>>>
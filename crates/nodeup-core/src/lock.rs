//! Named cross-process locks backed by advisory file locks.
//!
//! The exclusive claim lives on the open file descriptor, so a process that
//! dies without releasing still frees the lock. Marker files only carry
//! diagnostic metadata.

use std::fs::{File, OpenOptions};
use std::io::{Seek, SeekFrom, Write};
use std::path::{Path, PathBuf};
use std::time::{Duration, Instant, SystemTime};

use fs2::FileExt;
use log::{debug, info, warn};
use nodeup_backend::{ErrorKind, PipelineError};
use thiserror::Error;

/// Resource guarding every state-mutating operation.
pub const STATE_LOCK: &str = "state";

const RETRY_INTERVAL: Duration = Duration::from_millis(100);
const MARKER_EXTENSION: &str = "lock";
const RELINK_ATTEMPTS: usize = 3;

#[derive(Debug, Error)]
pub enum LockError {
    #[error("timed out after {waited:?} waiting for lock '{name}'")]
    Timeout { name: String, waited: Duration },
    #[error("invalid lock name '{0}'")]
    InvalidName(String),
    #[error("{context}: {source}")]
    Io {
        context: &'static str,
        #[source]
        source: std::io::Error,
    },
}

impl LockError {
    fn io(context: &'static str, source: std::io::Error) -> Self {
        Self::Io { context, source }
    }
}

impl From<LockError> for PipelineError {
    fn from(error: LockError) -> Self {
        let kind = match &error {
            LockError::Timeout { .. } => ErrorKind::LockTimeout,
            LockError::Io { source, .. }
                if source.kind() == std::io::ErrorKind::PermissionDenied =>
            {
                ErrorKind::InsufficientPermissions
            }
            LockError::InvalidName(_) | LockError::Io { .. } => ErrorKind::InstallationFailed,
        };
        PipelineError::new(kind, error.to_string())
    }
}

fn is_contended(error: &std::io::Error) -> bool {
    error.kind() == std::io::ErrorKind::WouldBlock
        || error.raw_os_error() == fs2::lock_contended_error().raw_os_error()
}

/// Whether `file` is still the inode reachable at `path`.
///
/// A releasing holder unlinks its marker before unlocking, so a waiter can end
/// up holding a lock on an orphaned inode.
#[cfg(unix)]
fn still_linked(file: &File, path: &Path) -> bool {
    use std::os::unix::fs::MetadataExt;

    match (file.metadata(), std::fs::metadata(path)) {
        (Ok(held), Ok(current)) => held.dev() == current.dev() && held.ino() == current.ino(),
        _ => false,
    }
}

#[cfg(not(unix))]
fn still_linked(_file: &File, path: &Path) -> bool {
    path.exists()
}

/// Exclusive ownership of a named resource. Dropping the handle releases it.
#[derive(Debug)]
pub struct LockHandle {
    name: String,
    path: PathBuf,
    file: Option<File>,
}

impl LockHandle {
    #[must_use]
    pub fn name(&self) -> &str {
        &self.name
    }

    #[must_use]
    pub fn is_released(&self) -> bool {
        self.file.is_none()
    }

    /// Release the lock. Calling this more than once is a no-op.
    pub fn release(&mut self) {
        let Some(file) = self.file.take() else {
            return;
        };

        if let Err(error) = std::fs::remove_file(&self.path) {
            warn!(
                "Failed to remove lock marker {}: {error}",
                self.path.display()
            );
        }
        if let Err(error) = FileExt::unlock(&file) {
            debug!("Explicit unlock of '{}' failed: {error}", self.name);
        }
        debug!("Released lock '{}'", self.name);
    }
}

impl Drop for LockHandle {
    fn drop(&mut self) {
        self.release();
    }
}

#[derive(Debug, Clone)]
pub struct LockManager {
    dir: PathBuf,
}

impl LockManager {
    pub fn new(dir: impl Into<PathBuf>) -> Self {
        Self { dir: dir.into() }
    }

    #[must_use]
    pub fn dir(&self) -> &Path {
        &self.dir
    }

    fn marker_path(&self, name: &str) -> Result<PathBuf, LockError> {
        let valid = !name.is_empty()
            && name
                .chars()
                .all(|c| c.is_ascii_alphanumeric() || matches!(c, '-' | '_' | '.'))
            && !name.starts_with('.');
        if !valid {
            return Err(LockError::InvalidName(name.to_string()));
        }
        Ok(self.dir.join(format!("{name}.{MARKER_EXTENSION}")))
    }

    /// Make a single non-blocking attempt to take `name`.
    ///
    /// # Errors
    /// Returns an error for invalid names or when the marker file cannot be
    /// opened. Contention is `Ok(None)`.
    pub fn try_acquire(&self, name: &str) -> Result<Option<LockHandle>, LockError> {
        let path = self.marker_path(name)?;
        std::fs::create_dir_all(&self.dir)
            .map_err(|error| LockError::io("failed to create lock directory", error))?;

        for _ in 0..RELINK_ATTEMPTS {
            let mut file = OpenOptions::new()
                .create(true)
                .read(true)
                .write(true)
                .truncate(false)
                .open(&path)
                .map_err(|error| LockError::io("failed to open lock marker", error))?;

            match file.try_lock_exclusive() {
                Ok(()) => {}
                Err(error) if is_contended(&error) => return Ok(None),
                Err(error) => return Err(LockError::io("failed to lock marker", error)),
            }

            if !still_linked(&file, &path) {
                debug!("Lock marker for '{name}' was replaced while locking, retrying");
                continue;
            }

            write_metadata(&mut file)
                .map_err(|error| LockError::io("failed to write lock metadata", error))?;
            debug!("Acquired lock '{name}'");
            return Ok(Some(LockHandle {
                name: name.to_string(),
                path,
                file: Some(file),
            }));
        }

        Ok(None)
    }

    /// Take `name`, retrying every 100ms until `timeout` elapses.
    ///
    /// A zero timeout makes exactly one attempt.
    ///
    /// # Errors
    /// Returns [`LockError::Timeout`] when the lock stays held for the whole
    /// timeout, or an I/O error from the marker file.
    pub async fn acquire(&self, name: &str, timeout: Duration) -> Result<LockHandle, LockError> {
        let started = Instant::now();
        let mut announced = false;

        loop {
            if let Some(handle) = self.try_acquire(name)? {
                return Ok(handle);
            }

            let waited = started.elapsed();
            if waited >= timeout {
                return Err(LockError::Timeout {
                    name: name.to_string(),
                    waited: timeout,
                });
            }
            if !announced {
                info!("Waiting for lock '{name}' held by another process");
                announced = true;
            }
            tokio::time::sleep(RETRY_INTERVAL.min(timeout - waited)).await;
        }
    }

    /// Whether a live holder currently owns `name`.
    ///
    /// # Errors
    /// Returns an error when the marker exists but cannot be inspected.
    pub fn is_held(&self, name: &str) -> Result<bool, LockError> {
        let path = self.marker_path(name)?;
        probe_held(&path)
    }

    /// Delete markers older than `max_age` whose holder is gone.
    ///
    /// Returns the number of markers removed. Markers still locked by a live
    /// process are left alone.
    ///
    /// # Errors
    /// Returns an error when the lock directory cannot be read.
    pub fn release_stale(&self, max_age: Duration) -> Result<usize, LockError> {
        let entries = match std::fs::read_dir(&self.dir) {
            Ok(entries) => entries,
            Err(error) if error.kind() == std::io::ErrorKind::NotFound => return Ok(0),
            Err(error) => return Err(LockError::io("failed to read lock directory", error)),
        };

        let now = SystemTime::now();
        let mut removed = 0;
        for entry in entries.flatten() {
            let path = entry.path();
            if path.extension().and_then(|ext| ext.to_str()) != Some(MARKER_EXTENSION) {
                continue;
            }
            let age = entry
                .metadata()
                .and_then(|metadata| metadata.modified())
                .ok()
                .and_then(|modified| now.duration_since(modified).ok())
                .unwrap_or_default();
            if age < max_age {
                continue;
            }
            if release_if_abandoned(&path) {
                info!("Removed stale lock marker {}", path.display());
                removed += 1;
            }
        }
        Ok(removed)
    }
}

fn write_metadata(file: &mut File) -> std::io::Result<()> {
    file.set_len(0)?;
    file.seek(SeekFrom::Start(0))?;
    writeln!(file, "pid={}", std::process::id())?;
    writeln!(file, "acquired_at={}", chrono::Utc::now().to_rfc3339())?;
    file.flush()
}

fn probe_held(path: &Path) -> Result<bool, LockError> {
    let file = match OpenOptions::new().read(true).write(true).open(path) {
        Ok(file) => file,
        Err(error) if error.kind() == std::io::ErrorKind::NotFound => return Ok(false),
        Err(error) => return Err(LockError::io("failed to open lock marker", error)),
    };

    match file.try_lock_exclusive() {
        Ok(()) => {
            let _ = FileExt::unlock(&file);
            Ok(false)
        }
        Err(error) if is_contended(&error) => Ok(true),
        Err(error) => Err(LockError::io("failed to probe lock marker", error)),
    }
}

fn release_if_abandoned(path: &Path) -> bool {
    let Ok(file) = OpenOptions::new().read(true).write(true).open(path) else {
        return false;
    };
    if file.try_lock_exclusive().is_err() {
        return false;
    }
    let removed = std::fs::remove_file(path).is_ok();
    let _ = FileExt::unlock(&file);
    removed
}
<<<
Goal of the exercise: Say how many lines in the entries contain the string "false". Nothing else belongs in the reply.

Output of the exercise: 7